If there was one statement emerging from our collective experience of the past two-plus years was the refrain: “COVID-19 has taught us many lessons.”
When people say this, they are often referencing the modifications we made to the conduct of business, the delivery of educational services among others. They also cite how we can easily embrace the benefits of technology, even if we stubbornly rejected them in the past.
One of the most significant transitions emerging from the pandemic was the advent of remote work. Many knowledge workers who can essentially undertake most of their work requirements from a laptop, have indeed practised remote work for many years.
It was not a problem for employers for a knowledge worker such as someone working in administration, media, legal services, or insurance to complete various tasks at home after hours rather than staying in the office late into the night.
This was the norm for persons who “took the office home” on weekends to conduct work-related functions that could not be completed in the regular 8:30 to 4:30 schedule. While this is generally regarded as not ideal and contradicts the notion of a good work-life balance, there was hardly any push back from management because the aim was simply to “get the task done”.
When the pandemic came along and began impacting us in a devastating way in 2020, some of the country’s largest employers, particularly in the financial services sector, declared how ready they were to smoothly transition from the office to having employees work remotely.
The utility companies, insurance companies, and some financial institutions closed their doors to protect staff and clients. They immediately moved to delivering services online and doing the necessary telephone calls to follow-up on the transactions and respond to customer queries.
Car insurance certificates were emailed, while premium payments were accepted online. In fact, some Barbadians can boast that they have not seen the inside of a commercial bank or their insurance provider in two years, as all their interactions have been with automatic teller machines, laptops and smartphones.
Conducting meetings and conferences via Zoom, Teams, Google Meet, Meet Now, and other conference management sites, have become a natural course of business.
In May last year, president of the Caribbean Employers’ Confederation (CEC), Jamaican Wayne Chen, made a convincing call for employers in his homeland and across the region to “embrace the flexibility of remote work” in order to become more productive and globally competitive.
The respected businessman said pointedly during a virtual CEC panel discussion: “We have a psychological hang-up in Jamaica about control, so that change in mindset will have to take place before we can get the full benefits of any change in legislation and regulation to flexible working arrangements.”
We would suggest that this obsession with control is not a Jamaican phenomenon but grips employers across the region. Ironically, some of the big North American corporations that promoted remote work are now beginning to pull back. It is being argued that the need to have employees in the work space means that managers have become useful again and justify the use of high-priced office complexes and rental fees.

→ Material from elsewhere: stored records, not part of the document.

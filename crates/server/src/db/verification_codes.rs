//! Verification code repository.

use chrono::{DateTime, Utc};
use sqlx::PgPool;

use teashop_core::{Email, VerificationCodeId};

use super::RepositoryError;
use crate::models::VerificationCode;

#[derive(Debug, sqlx::FromRow)]
struct VerificationCodeRow {
    id: VerificationCodeId,
    email: String,
    code: String,
    expires_at: DateTime<Utc>,
    used: bool,
    created_at: DateTime<Utc>,
}

impl TryFrom<VerificationCodeRow> for VerificationCode {
    type Error = RepositoryError;

    fn try_from(row: VerificationCodeRow) -> Result<Self, Self::Error> {
        let email = Email::parse(&row.email).map_err(|e| {
            RepositoryError::DataCorruption(format!("invalid email in database: {e}"))
        })?;

        Ok(Self {
            id: row.id,
            email,
            code: row.code,
            expires_at: row.expires_at,
            used: row.used,
            created_at: row.created_at,
        })
    }
}

/// Repository for one-time login codes.
pub struct VerificationCodeRepository<'a> {
    pool: &'a PgPool,
}

impl<'a> VerificationCodeRepository<'a> {
    /// Create a new verification code repository.
    #[must_use]
    pub const fn new(pool: &'a PgPool) -> Self {
        Self { pool }
    }

    /// Whether a code was issued to `email` after `since`.
    ///
    /// # Errors
    ///
    /// Returns `RepositoryError::Database` if the query fails.
    pub async fn issued_since(
        &self,
        email: &Email,
        since: DateTime<Utc>,
    ) -> Result<bool, RepositoryError> {
        let exists: bool = sqlx::query_scalar(
            r"
            SELECT EXISTS (
                SELECT 1 FROM shop.verification_code
                WHERE email = $1 AND created_at > $2
            )
            ",
        )
        .bind(email.as_str())
        .bind(since)
        .fetch_one(self.pool)
        .await?;

        Ok(exists)
    }

    /// Store a new code, retiring every earlier unused code for the address.
    ///
    /// # Errors
    ///
    /// Returns `RepositoryError::Database` if a query fails. Nothing is
    /// written in that case.
    pub async fn issue(
        &self,
        email: &Email,
        code: &str,
        expires_at: DateTime<Utc>,
    ) -> Result<VerificationCode, RepositoryError> {
        let mut tx = self.pool.begin().await?;

        sqlx::query(
            r"
            UPDATE shop.verification_code SET used = TRUE
            WHERE email = $1 AND used = FALSE
            ",
        )
        .bind(email.as_str())
        .execute(&mut *tx)
        .await?;

        let row = sqlx::query_as::<_, VerificationCodeRow>(
            r"
            INSERT INTO shop.verification_code (email, code, expires_at)
            VALUES ($1, $2, $3)
            RETURNING id, email, code, expires_at, used, created_at
            ",
        )
        .bind(email.as_str())
        .bind(code)
        .bind(expires_at)
        .fetch_one(&mut *tx)
        .await?;

        tx.commit().await?;

        VerificationCode::try_from(row)
    }

    /// Find the newest unused, unexpired code matching `email` and `code`.
    ///
    /// # Errors
    ///
    /// Returns `RepositoryError::Database` if the query fails.
    pub async fn find_valid(
        &self,
        email: &Email,
        code: &str,
    ) -> Result<Option<VerificationCode>, RepositoryError> {
        let row = sqlx::query_as::<_, VerificationCodeRow>(
            r"
            SELECT id, email, code, expires_at, used, created_at
            FROM shop.verification_code
            WHERE email = $1 AND code = $2 AND used = FALSE AND expires_at > NOW()
            ORDER BY created_at DESC
            LIMIT 1
            ",
        )
        .bind(email.as_str())
        .bind(code)
        .fetch_optional(self.pool)
        .await?;

        row.map(VerificationCode::try_from).transpose()
    }

    /// Mark a code used. Returns `false` if it was already used.
    ///
    /// Only one of several concurrent callers can get `true` for a code.
    ///
    /// # Errors
    ///
    /// Returns `RepositoryError::Database` if the query fails.
    pub async fn consume(&self, id: VerificationCodeId) -> Result<bool, RepositoryError> {
        let result = sqlx::query(
            "UPDATE shop.verification_code SET used = TRUE WHERE id = $1 AND used = FALSE",
        )
        .bind(id)
        .execute(self.pool)
        .await?;

        Ok(result.rows_affected() == 1)
    }

    /// Delete every expired code. Returns how many were removed.
    ///
    /// # Errors
    ///
    /// Returns `RepositoryError::Database` if the query fails.
    pub async fn delete_expired(&self) -> Result<u64, RepositoryError> {
        let result = sqlx::query("DELETE FROM shop.verification_code WHERE expires_at < NOW()")
            .execute(self.pool)
            .await?;

        Ok(result.rows_affected())
    }
}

Here in Barbados, Mr. Shane Howell, a former president of the Human Resources Management Association, said out loud, what many of us have been thinking for quite some time.

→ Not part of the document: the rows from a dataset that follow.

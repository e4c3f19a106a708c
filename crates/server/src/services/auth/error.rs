//! Authentication error types.

use thiserror::Error;

use crate::db::RepositoryError;

/// Errors that can occur during authentication operations.
#[derive(Debug, Error)]
pub enum AuthError {
    /// Invalid email format.
    #[error("invalid email: {0}")]
    InvalidEmail(#[from] teashop_core::EmailError),

    /// Invalid credentials (wrong password or user not found).
    #[error("invalid credentials")]
    InvalidCredentials,

    /// The account signs in with codes only.
    #[error("no password is set for this account")]
    PasswordNotSet,

    /// The account exists but has been disabled by a manager.
    #[error("account is disabled")]
    AccountDisabled,

    /// User not found.
    #[error("user not found")]
    UserNotFound,

    /// Password too weak or invalid.
    #[error("password validation failed: {0}")]
    WeakPassword(String),

    /// Changing a password requires the current one.
    #[error("current password is required")]
    CurrentPasswordRequired,

    /// Profile field rejected.
    #[error("invalid profile: {0}")]
    InvalidProfile(String),

    /// Code is not six ASCII digits.
    #[error("verification code must be 6 digits")]
    MalformedCode,

    /// Code is wrong, expired, or already used.
    #[error("verification code is invalid or expired")]
    InvalidCode,

    /// A code was issued to this address less than a minute ago.
    #[error("a code was requested too recently")]
    CodeRequestedTooSoon,

    /// Bearer token failed verification.
    #[error("invalid token")]
    InvalidToken,

    /// Token could not be signed.
    #[error("token signing failed: {0}")]
    TokenSigning(#[source] jsonwebtoken::errors::Error),

    /// Repository/database error.
    #[error("database error: {0}")]
    Repository(#[from] RepositoryError),

    /// Password hashing error.
    #[error("password hashing error")]
    PasswordHash,
}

We appreciate that not every job is capable of being undertaken remotely, but there are several knowledge-based occupations that can be undertaken quite productively at home or in hybrid arrangements.
This offers major cost-savings for companies who spend less on office supplies, electricity, water, office equipment and probably office space rental when all their employees are not expected to be in the office every day of the work week.
Howell, in addressing a Barbados Employers’ Confederation (BEC) symposium this week rightly argued that it was a mistake to abandon the flexible work arrangements that were instituted during the pandemic.
As Howell noted, during “pre-COVID-19, persons wanted to have flexible working hours, but companies said no. Then COVID-19 happened and literally within days it was now possible.”
Now that the pandemic has abated, we join the HR specialist in lamenting the “sudden and quick reset where employers said, ‘I’ll see you on Monday’.” It shows how quickly the pandemic lessons have been forgotten.